I travelled to Charlotte, where I met a man who predicted his death moments before it happened. I stumbled into a storm-weathered lighthouse atop sharp Maine cliffs and enjoyed cake with its keepers. And against the rivers of Maryland, I encountered a winged goat that shrieked like a banshee. In Dim Bulb’s Where the Water Tastes Like Wine, I am the cursed loser of a poker game, challenged to travel a semi-fictional America and stitch together a tapestry of stories. My journey is a lonely one, navigating an acrylic expanse stretching for miles toward a gradient horizon, littered with people and bustling with tales.
It’s a narrative adventure in the purest sense; a cycle of collecting and telling stories. I might discover a story in Philadelphia, tell it to someone outside New York, and hear it retold days later in Austin. The people that you meet will ask for specific types of stories; violent ones, scary ones or sad ones, among others. The idea makes sense from a gameplay perspective, but the way the stories are written and told doesn’t seem to suit this kind of categorisation. More often than not, the game would disagree with what my idea of a funny or uplifting story was. Get those choices right, though, and you’ll be rewarded with fragmented parts of each character’s personal story. These fragments come together into some truly fantastic period stories.
At the start of my journey, I came across a pair of burglars ransacking a house. Not wanting to get involved myself, I continued onward. Just outside New York, I encountered a wandering boy with a wide-brimmed hat and a smile to match. He asked me if I had any exciting stories, and I told him of the two robbers. He didn’t much care for that one, but asked for a few more before continuing on his own journey. Further down the highway and a few days later, I heard that same tale; embellished and exaggerated beyond recognition. It had become a Bonnie and Clyde retelling of a tense shootout between criminals and police; leagues beyond the quiet non-encounter I’d had.
It’s an elegant, subtle and constantly surprising system, but Where the Water Tastes Like Wine commodifies and over-focuses the stories it tells. Folklore and mythology are a backdrop to and product of society, often a reflection of things we don’t usually think about or see. But here, they’re front-and-centre, the currency and crop of a game that has little else to offer. When everything you do is contextualised by storytelling, they start to bleed together.
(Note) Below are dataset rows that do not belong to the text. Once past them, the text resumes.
//! Callout rewriting.
//!
//! Scans for blockquote-prefixed `> [!kind] Title` openers at column 0 and
//! collects the `> ` continuation lines that follow. Each block becomes a
//! `<div class="callout callout-{kind}">` container; the body is passed back
//! through the base markdown renderer, so callouts can hold arbitrary nested
//! markdown. Nested callouts inside a callout are rendered as plain
//! blockquotes (single pass, same as the consumed syntax).

use crate::markdown::MarkdownRender;
use crate::properties::escape_html;
use crate::types::Callout;

/// Rewrite all callout blocks in `body`, rendering their contents through
/// `renderer`.
pub fn rewrite_callouts(body: &str, renderer: &dyn MarkdownRender) -> String {
    let lines: Vec<&str> = body.split('\n').collect();
    let mut out: Vec<String> = Vec::with_capacity(lines.len());
    let mut idx = 0;

    while idx < lines.len() {
        match parse_callout(&lines[idx..]) {
            Some((callout, consumed)) => {
                out.push(render_callout(&callout, renderer));
                idx += consumed;
            }
            None => {
                out.push(lines[idx].to_string());
                idx += 1;
            }
        }
    }

    out.join("\n")
}

/// Try to parse a callout block starting at `lines[0]`.
///
/// Returns the callout and the number of source lines consumed.
fn parse_callout(lines: &[&str]) -> Option<(Callout, usize)> {
    let opener = lines[0].strip_prefix("> [!")?;
    let kind_end = opener.find(']')?;
    let kind = &opener[..kind_end];
    if kind.is_empty()
        || !kind
            .chars()
            .all(|c| c.is_ascii_alphanumeric() || c == '-' || c == '_')
    {
        return None;
    }

    let title = opener[kind_end + 1..].trim();

    // Continuation lines require the `> ` prefix with the space; a bare `>`
    // line ends the block.
    let mut consumed = 1;
    let mut body_lines = Vec::new();
    for line in &lines[1..] {
        if line.starts_with("> ") {
            body_lines.push(strip_quote_prefix(line).to_string());
            consumed += 1;
        } else {
            break;
        }
    }

    Some((
        Callout {
            kind: kind.to_lowercase(),
            title: (!title.is_empty()).then(|| title.to_string()),
            body_lines,
        },
        consumed,
    ))
}

fn strip_quote_prefix(line: &str) -> &str {
    line.strip_prefix("> ")
        .or_else(|| line.strip_prefix('>'))
        .unwrap_or(line)
}

fn render_callout(callout: &Callout, renderer: &dyn MarkdownRender) -> String {
    let title = match &callout.title {
        Some(t) => format!("<div class=\"callout-title\">{}</div>", escape_html(t)),
        None => String::new(),
    };
    let body = renderer.render(&callout.body_lines.join("\n"));
    format!(
        "<div class=\"callout callout-{}\">{title}{body}</div>",
        callout.kind,
    )
}
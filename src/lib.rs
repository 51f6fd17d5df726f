//! `vault-view` — rendering pipeline for Obsidian-flavored markdown.
//!
//! Converts the dialect extensions used by Obsidian-style note vaults —
//! front matter properties, `![[image]]` wikilinks, `[[internal links]]`,
//! `> [!kind]` callouts, `#tags`, `==highlights==` and `^block-refs` — into
//! HTML a browser can display. The pipeline runs once per loaded document:
//! each stage consumes the previous stage's output, the base markdown
//! render goes through a pluggable [`MarkdownRender`] engine, and the result
//! is assembled into a [`RenderedDocument`] that replaces the page content
//! wholesale.
//!
//! # Quick start
//!
//! ```
//! use vault_view::{PageContext, Protocol};
//!
//! let ctx = PageContext::new("/vault/My%20Note.md", Protocol::Https);
//! let result = vault_view::render("---\ntitle: Hello\n---\n# Hi\n", &ctx);
//! assert_eq!(result.doc.title, "My Note");
//! assert!(result.doc.body_html.contains("<h1>Hi</h1>"));
//! ```

pub mod callouts;
pub mod enhance;
pub mod error;
pub mod frontmatter;
pub mod images;
pub mod markdown;
pub mod page;
pub mod preprocess;
pub mod properties;
pub mod types;

pub use error::{Diagnostic, Severity, ViewError};
pub use markdown::{CmarkRenderer, MarkdownRender};
pub use page::{RenderHandle, RenderResult, VIEWER_CSS, render_document};
pub use properties::PanelState;
pub use types::*;

/// Render `source` with the default `pulldown-cmark` engine.
///
/// Convenience wrapper over [`render_document`] for hosts that do not bring
/// their own renderer.
pub fn render(source: &str, ctx: &PageContext) -> RenderResult {
    render_document(source, ctx, &CmarkRenderer)
}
The setting, both physical and temporal, plays a large role in the shape and subject of the stories. Characters talk of race and war, labour and love. Some are world-weary, road-weary and people-weary. Despite the obvious supernatural elements, this is a game very much interested in real political and interpersonal turmoils. It is, after all, a game about people. Even the music is of the time, an upbeat blend of folk, country and bluegrass. It’s not often that games can pull off vocals in their soundtracks, but this is up there with The Flame in the Flood. It’s tonally perfect, if a little overbearing at times.
Contributing to the enormously diverse library of characters is an equally diverse cast of writers. Gita Jackson, Bruno Dias, Austin Walker and countless more wrote encounters for the game, and the result is a wonderfully disparate tone that really compliments its scope and style. All of it is tied together by some fantastic voice work from the likes of Sting and Keythe Farley. Not all of the characters are memorable, but just enough of them stick to make it worthwhile.
The world, for all its detail and personality, falls oddly short of the writing, becoming little more than a path between stories where it should be a more active part of the journey. Light health and money mechanics forced me to rest and shop at the occasional city, but otherwise it’s the open road all the way. Walking isn’t the only option, though; hitch-hiking, train rides and hopping said trains are all bonus options for quicker (though occasionally more dangerous) travel.
As a digital storybook, Where the Water Tastes Like Wine is exemplary. It’s colourful, diverse and evolves in a noticeably dynamic way. But as an interactive experience, it falls short in both gameplay and technical capability. The controls are stiff and slow, and I spent an awfully long time wrestling with the paper-thin whistling mini game that provides a small speed boost. Menus feel unresponsive and sluggish, often taking multiple seconds just to transition from one scene to the next. The camera is abysmal, rapidly swaying between too close to my character and too low to the ground to really see what’s ahead of me. For a game with wanderlust at its heart, it seems intent on not letting me look around. It’s a mess of problems that are hard to stomach given the limited scope of the game.
It also runs pretty terribly—rarely hitting 60 and often dropping below 30, even when looking at a blank stretch of land or out at sea. It’s a pretty game, but on an artistic level rather than a technical one. There’s no reason a game of this calibre should run so poorly. The seams of the world are often visible as I move, and an abundance of aliasing issues make some of the interaction prompts indistinguishable from one another.
In the end, the enjoyment you get out of Where the Water Tastes Like Wine depends on how willing you are to tolerate weak gameplay for the sake of great writing. The characters and stories are engrossing, but everything at their periphery is not only distracting, but actively gets in the way. Upcoming patches will likely fix the technical issues, but there are larger gameplay problems at work here.